■ TASK DETAILS
Where the records below show a line containing "one tag word.", start copying; end with the line containing "#[derive(Clone, Copy, PartialEq, Eq, Debug)]", and copy it too.

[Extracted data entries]
——
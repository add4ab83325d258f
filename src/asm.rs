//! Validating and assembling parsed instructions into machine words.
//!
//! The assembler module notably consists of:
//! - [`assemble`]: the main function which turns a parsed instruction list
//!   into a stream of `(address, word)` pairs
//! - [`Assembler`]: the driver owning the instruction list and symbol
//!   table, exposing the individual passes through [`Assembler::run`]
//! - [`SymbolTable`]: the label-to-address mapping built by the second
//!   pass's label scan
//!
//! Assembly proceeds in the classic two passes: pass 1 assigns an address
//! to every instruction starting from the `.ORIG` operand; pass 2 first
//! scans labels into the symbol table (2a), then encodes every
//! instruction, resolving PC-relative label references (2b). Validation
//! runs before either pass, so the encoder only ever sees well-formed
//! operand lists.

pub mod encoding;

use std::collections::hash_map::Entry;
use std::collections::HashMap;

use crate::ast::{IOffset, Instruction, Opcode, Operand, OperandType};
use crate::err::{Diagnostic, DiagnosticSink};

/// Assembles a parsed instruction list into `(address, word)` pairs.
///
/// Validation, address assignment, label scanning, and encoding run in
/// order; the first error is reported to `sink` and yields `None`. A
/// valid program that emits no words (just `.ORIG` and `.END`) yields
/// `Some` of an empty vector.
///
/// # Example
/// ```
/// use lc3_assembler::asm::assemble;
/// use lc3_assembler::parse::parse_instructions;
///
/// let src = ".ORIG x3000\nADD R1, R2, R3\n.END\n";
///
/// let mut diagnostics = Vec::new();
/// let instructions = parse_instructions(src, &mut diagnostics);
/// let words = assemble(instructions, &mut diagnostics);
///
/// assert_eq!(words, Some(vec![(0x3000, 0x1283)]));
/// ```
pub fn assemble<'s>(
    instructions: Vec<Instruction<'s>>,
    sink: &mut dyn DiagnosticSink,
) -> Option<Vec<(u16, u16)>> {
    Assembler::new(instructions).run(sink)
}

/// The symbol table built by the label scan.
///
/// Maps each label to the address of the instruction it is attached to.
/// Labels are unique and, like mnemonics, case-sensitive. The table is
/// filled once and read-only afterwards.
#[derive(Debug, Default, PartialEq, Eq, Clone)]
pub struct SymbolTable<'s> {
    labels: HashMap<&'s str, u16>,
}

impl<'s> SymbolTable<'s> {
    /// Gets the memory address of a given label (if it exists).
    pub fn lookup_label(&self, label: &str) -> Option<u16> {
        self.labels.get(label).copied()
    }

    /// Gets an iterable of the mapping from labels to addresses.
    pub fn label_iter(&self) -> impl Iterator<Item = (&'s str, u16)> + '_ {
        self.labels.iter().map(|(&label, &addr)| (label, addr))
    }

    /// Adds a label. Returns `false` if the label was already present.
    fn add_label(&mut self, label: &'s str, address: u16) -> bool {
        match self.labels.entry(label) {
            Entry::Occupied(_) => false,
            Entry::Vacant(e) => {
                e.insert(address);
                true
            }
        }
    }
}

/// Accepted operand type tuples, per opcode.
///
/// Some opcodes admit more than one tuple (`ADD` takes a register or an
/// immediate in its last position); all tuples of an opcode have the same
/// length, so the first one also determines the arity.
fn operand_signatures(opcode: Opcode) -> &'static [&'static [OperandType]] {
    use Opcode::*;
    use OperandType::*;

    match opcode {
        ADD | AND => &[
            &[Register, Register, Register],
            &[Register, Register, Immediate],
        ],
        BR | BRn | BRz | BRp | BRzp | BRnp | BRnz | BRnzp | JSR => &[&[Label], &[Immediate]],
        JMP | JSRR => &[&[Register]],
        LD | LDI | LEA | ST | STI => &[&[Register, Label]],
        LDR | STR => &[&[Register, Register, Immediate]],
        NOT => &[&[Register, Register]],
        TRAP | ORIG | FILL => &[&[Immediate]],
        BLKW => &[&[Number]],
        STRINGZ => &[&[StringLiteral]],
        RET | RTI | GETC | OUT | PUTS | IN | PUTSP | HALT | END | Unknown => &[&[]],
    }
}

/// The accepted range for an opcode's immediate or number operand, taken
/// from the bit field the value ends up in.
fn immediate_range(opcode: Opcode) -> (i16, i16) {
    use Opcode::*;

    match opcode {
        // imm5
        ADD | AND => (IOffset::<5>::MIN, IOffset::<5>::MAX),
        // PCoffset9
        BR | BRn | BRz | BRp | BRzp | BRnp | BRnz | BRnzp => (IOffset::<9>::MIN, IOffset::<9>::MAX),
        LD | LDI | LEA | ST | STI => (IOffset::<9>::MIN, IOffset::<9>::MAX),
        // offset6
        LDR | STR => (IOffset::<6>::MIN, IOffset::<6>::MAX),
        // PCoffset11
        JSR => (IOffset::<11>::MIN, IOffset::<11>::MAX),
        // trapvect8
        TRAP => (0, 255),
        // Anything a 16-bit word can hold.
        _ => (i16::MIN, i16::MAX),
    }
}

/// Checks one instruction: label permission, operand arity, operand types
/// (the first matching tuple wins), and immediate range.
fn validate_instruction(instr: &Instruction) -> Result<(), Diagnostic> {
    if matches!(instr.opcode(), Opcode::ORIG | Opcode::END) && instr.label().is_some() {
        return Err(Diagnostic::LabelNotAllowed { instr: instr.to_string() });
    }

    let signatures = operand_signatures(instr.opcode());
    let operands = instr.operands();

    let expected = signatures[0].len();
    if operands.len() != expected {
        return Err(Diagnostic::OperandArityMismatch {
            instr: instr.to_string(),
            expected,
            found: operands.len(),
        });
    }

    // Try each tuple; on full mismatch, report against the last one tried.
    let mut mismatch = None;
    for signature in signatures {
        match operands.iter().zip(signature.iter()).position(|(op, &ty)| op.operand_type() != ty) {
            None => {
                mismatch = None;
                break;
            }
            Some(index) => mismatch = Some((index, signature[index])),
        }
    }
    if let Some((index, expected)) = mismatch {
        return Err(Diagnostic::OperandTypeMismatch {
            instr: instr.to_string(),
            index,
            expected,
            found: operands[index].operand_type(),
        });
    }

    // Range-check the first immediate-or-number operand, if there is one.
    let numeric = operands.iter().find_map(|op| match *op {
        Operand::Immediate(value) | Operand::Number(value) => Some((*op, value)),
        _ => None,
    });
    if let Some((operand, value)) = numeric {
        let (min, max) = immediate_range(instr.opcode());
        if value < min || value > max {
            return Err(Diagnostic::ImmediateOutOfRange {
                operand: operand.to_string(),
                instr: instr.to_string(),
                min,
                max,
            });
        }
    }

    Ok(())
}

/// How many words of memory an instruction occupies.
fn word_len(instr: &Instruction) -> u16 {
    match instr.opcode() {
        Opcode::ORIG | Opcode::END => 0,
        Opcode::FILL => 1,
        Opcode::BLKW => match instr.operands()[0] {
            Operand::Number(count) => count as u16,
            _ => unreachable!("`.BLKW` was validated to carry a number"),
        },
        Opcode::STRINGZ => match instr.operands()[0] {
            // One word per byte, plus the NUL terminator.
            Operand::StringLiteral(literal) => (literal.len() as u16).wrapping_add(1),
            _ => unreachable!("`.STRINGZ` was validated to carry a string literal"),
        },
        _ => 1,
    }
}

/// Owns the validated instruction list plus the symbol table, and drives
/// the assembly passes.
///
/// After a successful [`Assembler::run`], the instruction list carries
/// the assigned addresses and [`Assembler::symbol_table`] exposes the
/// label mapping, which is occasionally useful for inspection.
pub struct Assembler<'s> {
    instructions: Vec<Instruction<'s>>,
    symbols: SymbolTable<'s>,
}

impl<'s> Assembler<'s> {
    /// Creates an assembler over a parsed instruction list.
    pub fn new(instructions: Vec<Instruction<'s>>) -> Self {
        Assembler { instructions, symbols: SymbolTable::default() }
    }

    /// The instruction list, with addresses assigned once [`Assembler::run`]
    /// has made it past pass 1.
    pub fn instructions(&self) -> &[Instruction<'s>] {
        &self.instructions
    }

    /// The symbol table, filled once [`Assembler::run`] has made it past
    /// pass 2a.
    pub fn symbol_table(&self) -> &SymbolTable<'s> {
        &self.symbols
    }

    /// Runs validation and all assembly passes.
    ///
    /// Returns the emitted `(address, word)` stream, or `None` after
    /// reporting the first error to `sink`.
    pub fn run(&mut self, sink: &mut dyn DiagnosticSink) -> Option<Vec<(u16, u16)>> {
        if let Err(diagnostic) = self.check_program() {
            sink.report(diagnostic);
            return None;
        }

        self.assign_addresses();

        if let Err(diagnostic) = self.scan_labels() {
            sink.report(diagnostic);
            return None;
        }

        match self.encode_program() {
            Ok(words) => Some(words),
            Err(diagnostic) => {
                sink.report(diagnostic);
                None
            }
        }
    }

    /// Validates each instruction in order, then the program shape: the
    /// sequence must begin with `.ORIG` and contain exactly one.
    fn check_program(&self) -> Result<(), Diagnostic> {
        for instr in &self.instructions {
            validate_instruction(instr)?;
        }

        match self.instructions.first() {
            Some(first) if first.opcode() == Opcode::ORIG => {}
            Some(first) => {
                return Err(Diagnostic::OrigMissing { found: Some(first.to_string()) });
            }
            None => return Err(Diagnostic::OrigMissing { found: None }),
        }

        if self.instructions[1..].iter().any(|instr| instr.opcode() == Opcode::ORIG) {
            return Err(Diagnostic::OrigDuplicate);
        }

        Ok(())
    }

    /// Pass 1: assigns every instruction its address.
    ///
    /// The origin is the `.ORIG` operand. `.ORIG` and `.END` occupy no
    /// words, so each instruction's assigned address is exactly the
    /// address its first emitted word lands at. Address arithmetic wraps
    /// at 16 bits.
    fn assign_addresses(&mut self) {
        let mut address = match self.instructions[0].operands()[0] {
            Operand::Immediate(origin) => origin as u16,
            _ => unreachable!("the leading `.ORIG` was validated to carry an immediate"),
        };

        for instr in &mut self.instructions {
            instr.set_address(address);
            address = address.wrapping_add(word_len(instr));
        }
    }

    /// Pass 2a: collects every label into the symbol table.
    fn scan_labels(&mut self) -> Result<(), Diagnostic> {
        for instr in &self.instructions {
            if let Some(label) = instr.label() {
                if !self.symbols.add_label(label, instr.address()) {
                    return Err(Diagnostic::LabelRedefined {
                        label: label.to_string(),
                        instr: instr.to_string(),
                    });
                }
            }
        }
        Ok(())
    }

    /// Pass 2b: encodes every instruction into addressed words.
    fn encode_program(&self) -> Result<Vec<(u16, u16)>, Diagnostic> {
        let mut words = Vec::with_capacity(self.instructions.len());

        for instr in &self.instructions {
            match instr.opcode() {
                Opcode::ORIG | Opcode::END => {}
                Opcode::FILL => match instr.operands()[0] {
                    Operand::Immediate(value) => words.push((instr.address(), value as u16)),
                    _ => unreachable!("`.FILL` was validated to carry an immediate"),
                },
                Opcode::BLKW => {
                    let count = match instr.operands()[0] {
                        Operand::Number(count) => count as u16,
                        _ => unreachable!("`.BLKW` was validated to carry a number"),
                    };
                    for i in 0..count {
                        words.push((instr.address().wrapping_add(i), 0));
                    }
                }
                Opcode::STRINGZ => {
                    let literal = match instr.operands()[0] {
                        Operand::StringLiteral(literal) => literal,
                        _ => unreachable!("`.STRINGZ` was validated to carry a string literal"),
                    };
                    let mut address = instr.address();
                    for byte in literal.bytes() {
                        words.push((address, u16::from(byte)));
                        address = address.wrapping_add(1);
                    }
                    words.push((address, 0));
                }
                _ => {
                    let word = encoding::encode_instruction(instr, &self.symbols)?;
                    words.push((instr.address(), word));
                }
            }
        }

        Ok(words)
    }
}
——
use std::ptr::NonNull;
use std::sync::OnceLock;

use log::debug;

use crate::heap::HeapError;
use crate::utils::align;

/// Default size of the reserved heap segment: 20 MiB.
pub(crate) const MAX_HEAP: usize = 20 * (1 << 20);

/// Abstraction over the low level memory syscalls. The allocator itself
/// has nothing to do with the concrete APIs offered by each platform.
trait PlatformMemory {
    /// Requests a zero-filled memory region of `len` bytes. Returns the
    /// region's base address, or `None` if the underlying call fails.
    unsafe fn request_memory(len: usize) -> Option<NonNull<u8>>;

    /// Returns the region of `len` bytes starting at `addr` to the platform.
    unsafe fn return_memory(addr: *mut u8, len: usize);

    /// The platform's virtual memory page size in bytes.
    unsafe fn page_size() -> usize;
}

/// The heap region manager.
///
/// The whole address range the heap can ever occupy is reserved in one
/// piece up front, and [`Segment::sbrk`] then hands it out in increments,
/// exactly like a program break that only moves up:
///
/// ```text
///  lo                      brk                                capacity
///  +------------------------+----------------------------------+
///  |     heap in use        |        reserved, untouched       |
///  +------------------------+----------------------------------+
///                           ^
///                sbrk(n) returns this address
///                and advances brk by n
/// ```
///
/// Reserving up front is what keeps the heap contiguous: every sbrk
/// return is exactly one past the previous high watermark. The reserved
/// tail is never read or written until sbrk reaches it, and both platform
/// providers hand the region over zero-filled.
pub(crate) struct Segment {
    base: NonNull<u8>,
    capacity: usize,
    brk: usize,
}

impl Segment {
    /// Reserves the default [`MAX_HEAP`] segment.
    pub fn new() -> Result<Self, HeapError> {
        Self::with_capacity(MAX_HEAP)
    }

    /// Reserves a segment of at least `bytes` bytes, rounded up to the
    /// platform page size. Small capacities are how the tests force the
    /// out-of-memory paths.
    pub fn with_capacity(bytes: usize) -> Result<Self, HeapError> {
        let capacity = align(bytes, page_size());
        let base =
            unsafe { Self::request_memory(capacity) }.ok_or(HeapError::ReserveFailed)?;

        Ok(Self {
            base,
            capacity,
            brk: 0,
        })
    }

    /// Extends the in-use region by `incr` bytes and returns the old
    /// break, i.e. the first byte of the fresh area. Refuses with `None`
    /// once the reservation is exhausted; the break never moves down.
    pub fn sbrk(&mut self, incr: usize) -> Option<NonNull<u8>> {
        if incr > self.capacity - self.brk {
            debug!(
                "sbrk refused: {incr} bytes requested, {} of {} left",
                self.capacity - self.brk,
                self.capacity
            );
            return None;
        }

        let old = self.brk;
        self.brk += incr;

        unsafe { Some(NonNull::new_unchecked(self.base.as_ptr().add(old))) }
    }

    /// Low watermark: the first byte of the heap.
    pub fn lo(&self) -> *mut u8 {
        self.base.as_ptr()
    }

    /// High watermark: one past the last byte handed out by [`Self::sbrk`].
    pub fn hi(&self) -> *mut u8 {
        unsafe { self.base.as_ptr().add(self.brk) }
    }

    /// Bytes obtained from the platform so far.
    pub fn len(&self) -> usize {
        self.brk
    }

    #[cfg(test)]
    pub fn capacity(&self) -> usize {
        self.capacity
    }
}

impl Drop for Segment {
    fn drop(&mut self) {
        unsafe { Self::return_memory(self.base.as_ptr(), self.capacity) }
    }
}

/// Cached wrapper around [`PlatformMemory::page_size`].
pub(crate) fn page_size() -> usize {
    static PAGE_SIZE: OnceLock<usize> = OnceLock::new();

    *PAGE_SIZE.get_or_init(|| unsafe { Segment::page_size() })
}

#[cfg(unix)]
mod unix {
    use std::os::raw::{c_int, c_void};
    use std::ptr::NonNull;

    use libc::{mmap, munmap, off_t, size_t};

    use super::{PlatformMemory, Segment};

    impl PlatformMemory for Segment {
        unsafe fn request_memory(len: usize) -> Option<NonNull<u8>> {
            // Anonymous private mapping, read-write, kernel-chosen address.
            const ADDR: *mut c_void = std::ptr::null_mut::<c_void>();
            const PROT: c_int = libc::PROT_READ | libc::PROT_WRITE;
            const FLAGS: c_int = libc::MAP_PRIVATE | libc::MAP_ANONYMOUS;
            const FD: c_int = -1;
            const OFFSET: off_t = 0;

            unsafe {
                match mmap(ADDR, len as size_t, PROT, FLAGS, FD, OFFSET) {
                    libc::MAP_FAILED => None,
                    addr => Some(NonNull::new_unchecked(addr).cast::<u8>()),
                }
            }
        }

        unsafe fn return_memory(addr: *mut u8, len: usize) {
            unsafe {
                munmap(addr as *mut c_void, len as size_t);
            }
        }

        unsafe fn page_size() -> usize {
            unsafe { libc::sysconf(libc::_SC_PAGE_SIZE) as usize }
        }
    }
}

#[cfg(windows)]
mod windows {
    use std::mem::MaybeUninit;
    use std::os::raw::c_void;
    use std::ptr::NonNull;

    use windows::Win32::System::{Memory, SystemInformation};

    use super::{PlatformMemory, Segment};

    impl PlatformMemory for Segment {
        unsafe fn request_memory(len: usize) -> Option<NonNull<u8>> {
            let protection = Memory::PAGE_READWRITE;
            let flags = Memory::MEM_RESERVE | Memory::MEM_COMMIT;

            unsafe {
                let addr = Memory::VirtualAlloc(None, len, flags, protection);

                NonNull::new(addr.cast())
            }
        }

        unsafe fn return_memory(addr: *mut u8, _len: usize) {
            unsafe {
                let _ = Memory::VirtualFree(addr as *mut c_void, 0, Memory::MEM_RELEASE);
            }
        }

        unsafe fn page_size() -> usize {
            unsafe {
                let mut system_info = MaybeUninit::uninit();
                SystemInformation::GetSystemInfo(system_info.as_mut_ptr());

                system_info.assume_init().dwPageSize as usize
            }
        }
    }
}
——
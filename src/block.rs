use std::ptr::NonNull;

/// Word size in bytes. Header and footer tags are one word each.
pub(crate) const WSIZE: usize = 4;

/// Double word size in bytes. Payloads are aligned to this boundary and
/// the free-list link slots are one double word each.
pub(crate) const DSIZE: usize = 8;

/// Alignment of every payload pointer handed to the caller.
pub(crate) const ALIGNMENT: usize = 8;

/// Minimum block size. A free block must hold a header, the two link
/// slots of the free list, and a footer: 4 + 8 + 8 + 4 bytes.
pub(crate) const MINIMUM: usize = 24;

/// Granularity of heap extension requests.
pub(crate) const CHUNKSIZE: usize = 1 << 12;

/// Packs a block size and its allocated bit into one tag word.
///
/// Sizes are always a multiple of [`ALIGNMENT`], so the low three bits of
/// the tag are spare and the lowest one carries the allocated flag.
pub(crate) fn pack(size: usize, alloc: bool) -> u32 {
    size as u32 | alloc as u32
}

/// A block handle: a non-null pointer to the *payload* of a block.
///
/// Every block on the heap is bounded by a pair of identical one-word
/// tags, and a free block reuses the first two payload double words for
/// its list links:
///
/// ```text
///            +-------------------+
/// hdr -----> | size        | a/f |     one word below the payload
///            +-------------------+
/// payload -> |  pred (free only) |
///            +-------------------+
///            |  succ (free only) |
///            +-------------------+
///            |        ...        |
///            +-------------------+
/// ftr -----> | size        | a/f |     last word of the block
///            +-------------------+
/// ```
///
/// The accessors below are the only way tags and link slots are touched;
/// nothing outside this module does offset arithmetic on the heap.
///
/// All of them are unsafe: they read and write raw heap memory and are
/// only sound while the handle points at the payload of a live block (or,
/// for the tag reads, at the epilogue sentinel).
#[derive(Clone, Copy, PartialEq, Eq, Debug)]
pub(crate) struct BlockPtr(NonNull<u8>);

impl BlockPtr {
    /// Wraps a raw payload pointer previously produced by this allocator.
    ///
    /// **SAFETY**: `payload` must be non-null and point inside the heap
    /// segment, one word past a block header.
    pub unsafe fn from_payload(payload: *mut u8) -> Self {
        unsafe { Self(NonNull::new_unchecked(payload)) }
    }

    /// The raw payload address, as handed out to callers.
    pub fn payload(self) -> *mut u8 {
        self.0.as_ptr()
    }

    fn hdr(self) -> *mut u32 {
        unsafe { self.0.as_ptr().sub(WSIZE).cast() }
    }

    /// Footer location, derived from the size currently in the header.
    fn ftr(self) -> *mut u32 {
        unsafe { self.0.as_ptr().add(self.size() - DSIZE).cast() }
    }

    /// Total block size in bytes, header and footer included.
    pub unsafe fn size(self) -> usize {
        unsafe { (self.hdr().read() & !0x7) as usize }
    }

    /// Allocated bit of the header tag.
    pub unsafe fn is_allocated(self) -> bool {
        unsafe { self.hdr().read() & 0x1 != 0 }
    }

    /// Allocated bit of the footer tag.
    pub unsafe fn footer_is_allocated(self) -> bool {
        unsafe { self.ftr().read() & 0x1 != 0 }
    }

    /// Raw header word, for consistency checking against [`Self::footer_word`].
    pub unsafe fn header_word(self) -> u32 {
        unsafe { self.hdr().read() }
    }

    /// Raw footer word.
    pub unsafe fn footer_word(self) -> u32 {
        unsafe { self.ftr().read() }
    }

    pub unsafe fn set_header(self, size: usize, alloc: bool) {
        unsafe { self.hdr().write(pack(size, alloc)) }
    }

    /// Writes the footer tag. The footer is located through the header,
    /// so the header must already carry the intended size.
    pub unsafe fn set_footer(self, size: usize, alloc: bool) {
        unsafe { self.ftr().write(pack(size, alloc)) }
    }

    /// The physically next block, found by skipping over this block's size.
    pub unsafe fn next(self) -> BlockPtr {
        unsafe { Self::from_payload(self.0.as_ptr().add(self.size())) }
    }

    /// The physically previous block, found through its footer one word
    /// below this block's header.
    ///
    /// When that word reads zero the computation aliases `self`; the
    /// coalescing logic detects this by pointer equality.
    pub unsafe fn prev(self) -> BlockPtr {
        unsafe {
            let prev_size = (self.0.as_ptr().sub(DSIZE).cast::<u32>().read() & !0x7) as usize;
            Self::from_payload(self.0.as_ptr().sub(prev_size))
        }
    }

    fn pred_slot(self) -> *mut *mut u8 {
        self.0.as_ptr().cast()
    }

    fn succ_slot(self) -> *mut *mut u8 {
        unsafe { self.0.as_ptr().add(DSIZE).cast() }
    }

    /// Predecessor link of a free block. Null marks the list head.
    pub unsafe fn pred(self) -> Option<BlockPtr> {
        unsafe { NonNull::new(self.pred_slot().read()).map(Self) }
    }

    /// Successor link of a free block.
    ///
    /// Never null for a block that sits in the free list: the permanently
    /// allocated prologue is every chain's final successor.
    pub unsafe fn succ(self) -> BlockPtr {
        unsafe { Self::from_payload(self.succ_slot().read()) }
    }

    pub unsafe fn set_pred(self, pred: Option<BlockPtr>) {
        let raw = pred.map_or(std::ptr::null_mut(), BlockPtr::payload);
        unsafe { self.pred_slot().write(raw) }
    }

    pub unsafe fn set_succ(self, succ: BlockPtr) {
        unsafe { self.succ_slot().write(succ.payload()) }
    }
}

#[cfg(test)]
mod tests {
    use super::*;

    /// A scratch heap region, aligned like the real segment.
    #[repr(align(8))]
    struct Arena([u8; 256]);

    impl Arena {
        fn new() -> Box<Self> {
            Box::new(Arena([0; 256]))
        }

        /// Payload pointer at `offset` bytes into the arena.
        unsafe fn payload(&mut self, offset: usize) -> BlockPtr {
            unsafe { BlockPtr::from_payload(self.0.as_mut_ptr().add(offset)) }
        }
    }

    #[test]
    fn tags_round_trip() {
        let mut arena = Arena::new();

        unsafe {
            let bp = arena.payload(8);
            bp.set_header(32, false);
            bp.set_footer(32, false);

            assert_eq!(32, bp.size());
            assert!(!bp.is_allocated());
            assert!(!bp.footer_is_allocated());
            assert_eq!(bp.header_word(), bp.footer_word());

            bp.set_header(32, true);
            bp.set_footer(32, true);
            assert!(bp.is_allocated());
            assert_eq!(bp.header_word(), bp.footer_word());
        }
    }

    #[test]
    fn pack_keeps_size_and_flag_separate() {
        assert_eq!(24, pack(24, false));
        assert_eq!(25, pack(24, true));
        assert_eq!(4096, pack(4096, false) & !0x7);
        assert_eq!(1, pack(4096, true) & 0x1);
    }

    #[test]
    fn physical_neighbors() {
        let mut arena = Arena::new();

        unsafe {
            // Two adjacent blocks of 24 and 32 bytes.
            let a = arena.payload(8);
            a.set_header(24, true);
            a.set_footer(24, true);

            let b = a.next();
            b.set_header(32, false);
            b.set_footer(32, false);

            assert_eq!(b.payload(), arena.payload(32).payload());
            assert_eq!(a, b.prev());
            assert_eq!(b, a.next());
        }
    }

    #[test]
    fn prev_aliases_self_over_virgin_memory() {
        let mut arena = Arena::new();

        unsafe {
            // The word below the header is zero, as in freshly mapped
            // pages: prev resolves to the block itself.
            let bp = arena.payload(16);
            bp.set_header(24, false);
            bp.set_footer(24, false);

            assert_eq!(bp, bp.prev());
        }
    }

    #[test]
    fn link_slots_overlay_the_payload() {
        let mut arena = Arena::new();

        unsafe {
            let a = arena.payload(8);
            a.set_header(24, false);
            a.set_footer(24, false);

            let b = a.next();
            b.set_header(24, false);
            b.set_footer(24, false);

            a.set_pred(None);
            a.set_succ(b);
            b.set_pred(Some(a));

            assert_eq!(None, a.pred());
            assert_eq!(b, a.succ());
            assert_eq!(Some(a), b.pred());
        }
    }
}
——
■ EXERCISE RESPONSE
/// Packs a block size and its allocated bit into one tag word.
///
/// Sizes are always a multiple of [`ALIGNMENT`], so the low three bits of
/// the tag are spare and the lowest one carries the allocated flag.
pub(crate) fn pack(size: usize, alloc: bool) -> u32 {
    size as u32 | alloc as u32
}

/// A block handle: a non-null pointer to the *payload* of a block.
///
/// Every block on the heap is bounded by a pair of identical one-word
/// tags, and a free block reuses the first two payload double words for
/// its list links:
///
/// ```text
///            +-------------------+
/// hdr -----> | size        | a/f |     one word below the payload
///            +-------------------+
/// payload -> |  pred (free only) |
///            +-------------------+
///            |  succ (free only) |
///            +-------------------+
///            |        ...        |
///            +-------------------+
/// ftr -----> | size        | a/f |     last word of the block
///            +-------------------+
/// ```
///
/// The accessors below are the only way tags and link slots are touched;
/// nothing outside this module does offset arithmetic on the heap.
///
/// All of them are unsafe: they read and write raw heap memory and are
/// only sound while the handle points at the payload of a live block (or,
/// for the tag reads, at the epilogue sentinel).
#[derive(Clone, Copy, PartialEq, Eq, Debug)]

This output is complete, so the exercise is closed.